[PATCH] D93452: [clangd] Trim memory periodically

Quentin Chateau via Phabricator via llvm-commits llvm-commits at lists.llvm.org
Sun Dec 20 13:04:46 PST 2020


qchateau added a comment.

> Sorry to mess you around like this, but I think I might have jumped the gun in asking this to be abstracted away in `Process.h`.

No problem, there is not much code anyway. The thought process behind the "right" solution is by far the most important.

> So I think my favorite option may be back to:
>
> - Have ClangdLSPServer::Options take a nullable `std::function<void()>` to abstract the (optional) platform-specific operation
> - Have ClangdMain contain platform #ifdefs and define+inject the wrapper that calls `malloc_trim`
> - Optionally: have a clangd or cmake flag to disable this even if glibc was detected. This provides a workaround for other allocators if we need it.

I'll go back to this then, and add all the other changes you suggested

-----------

In the meantime, I've done some testing with tcmalloc and jemalloc.
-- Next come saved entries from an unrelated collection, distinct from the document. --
//! Typed argument slots (spec.md §3 "Argument type", §9 "Polymorphism over
//! argument types").
//!
//! An [`ArgumentType`] is the open, user-extensible half of the command
//! tree: built-ins live in the sibling modules of this one. Because each
//! implementation has its own `Output`, node storage can't hold a single
//! `dyn ArgumentType<S>` directly — [`ArgumentTypeDyn`] is the object-safe
//! erasure every `ArgumentType` gets for free via the blanket impl below,
//! and [`ParsedValue`] is the type-erased envelope its output is boxed
//! into, downcast back to `T` by [`crate::context::CommandContext::get`].

pub mod boolean;
pub mod double;
pub mod float;
pub mod integer;
pub mod long;
pub mod string;

use std::any::Any;
use std::fmt;
use std::sync::Arc;

use thiserror::Error;

use crate::context::CommandContext;
use crate::errors::{BuiltInError, CommandSyntaxError};
use crate::reader::StringReader;
use crate::suggestion::SuggestionsBuilder;

/// What an [`ArgumentType::parse`] may fail with: a well-formed syntax
/// complaint (the closed [`BuiltInError`] taxonomy), or anything else — a
/// validation failure against external state, an I/O error, and the like.
/// The latter is wrapped into [`BuiltInError::DispatcherParseException`]
/// once it reaches the dispatcher (spec.md §4.3 step 3c).
#[derive(Debug, Error)]
pub enum ArgumentParseError {
    /// A syntax error raised by a reader primitive or a bounds check.
    #[error(transparent)]
    Syntax(#[from] CommandSyntaxError),
    /// Anything else a host `ArgumentType` impl wants to raise.
    #[error(transparent)]
    Other(#[from] Box<dyn std::error::Error + Send + Sync>),
}

impl ArgumentParseError {
    /// Folds this into the crate's closed [`CommandSyntaxError`], wrapping
    /// [`Self::Other`] as a [`BuiltInError::DispatcherParseException`]
    /// positioned at `reader`'s current cursor.
    #[must_use]
    pub fn into_syntax_error(self, reader: &StringReader) -> CommandSyntaxError {
        match self {
            Self::Syntax(err) => err,
            Self::Other(err) => CommandSyntaxError::with_context(
                BuiltInError::DispatcherParseException {
                    message: err.to_string(),
                },
                reader,
            ),
        }
    }
}

/// A type-erased parsed argument value, stored by name in a
/// [`crate::context::CommandContext`].
///
/// Wraps an `Arc` rather than a `Box` so a branch's context-builder can be
/// cloned cheaply during the tree walk (spec.md §4.3 step 3b) without
/// requiring every `ArgumentType::Output` to itself be `Clone`.
#[derive(Clone)]
pub struct ParsedValue(Arc<dyn Any + Send + Sync>);

impl ParsedValue {
    /// Boxes a concrete value into an erased envelope.
    pub fn new<T: Send + Sync + 'static>(value: T) -> Self {
        Self(Arc::new(value))
    }

    /// Downcasts back to `T`, returning `None` on a type mismatch.
    #[must_use]
    pub fn downcast_ref<T: 'static>(&self) -> Option<&T> {
        self.0.downcast_ref()
    }
}

impl fmt::Debug for ParsedValue {
    fn fmt(&self, f: &mut fmt::Formatter<'_>) -> fmt::Result {
        f.write_str("ParsedValue(..)")
    }
}

/// A pluggable parser for one typed slot in the command grammar.
///
/// Built-in implementations live alongside this module (`integer`,
/// `long`, `float`, `double`, `boolean`, `string`); host applications
/// implement this trait for their own domain types (player names,
/// entity selectors, and the like).
pub trait ArgumentType<S>: Send + Sync + 'static {
    /// The value this argument type produces on success.
    type Output: Clone + Send + Sync + 'static;

    /// Consumes a prefix of `reader` and returns the parsed value, or
    /// fails with the cursor restored (the same contract primitive
    /// tokenisers follow, spec.md §4.1). Syntax complaints should use
    /// [`ArgumentParseError::Syntax`] (usually via `?` on a reader
    /// primitive); anything else — a validation failure against
    /// external state, an I/O error, and the like — can be boxed as
    /// `Box<dyn std::error::Error + Send + Sync>` and raised via `?`,
    /// folding into [`ArgumentParseError::Other`].
    fn parse(&self, reader: &mut StringReader, source: &S) -> Result<Self::Output, ArgumentParseError>;

    /// Example strings used for author-time ambiguity detection
    /// (spec.md §4.2). Empty by default.
    fn examples(&self) -> Vec<String> {
        Vec::new()
    }

    /// Suggestions for this argument's domain at the current cursor.
    /// The default returns whatever the builder already holds (i.e. no
    /// additions) — most argument types don't offer completions.
    fn list_suggestions(
        &self,
        _context: &CommandContext<S>,
        builder: &mut SuggestionsBuilder,
    ) -> crate::suggestion::Suggestions {
        builder.build()
    }
}

/// The object-safe form of [`ArgumentType`], obtained for any `T:
/// ArgumentType<S>` via the blanket impl below. Tree nodes store
/// `Box<dyn ArgumentTypeDyn<S>>` since sibling argument nodes may each
/// parse a different `Output`.
pub trait ArgumentTypeDyn<S>: Send + Sync {
    /// As [`ArgumentType::parse`], with the output boxed into a
    /// [`ParsedValue`].
    fn parse_dyn(
        &self,
        reader: &mut StringReader,
        source: &S,
    ) -> Result<ParsedValue, ArgumentParseError>;

    /// As [`ArgumentType::examples`].
    fn examples_dyn(&self) -> Vec<String>;

    /// As [`ArgumentType::list_suggestions`].
    fn list_suggestions_dyn(
        &self,
        context: &CommandContext<S>,
        builder: &mut SuggestionsBuilder,
    ) -> crate::suggestion::Suggestions;
}

impl<S, A> ArgumentTypeDyn<S> for A
where
    A: ArgumentType<S>,
{
    fn parse_dyn(
        &self,
        reader: &mut StringReader,
        source: &S,
    ) -> Result<ParsedValue, ArgumentParseError> {
        self.parse(reader, source).map(ParsedValue::new)
    }

    fn examples_dyn(&self) -> Vec<String> {
        self.examples()
    }

    fn list_suggestions_dyn(
        &self,
        context: &CommandContext<S>,
        builder: &mut SuggestionsBuilder,
    ) -> crate::suggestion::Suggestions {
        self.list_suggestions(context, builder)
    }
}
`jemalloc` does very good in this situation, the RSS goes down as soon as the memory is not required anymore:

- RSS goes down when the file is done parsing
- RSS goes down as soon as I close the file in VSCode

`tcmalloc` does fine, but is not ideal, the RSS does not grow to an unreasonable size, but does not go down when we release resources. It basically plateaus at the maximum usage (meaning what you use when parsing N files, N depending on the parallelism level). I'm not an expert on `tcmalloc` but from what I found it's supposed to release resources over time, which I failed to observe. `tcmalloc` does have an extension to actively release memory (`MallocExtension::instance()->ReleaseFreeMemory()`) which works as expected, bringing the RSS down. That being said, I'm not sure we need to do something about it, clangd will indeed waste a significant amount of RAM in this case, but [1] the usage is still reasonable and bounded and [2] it seems known that `tcmalloc` is a greedy allocator.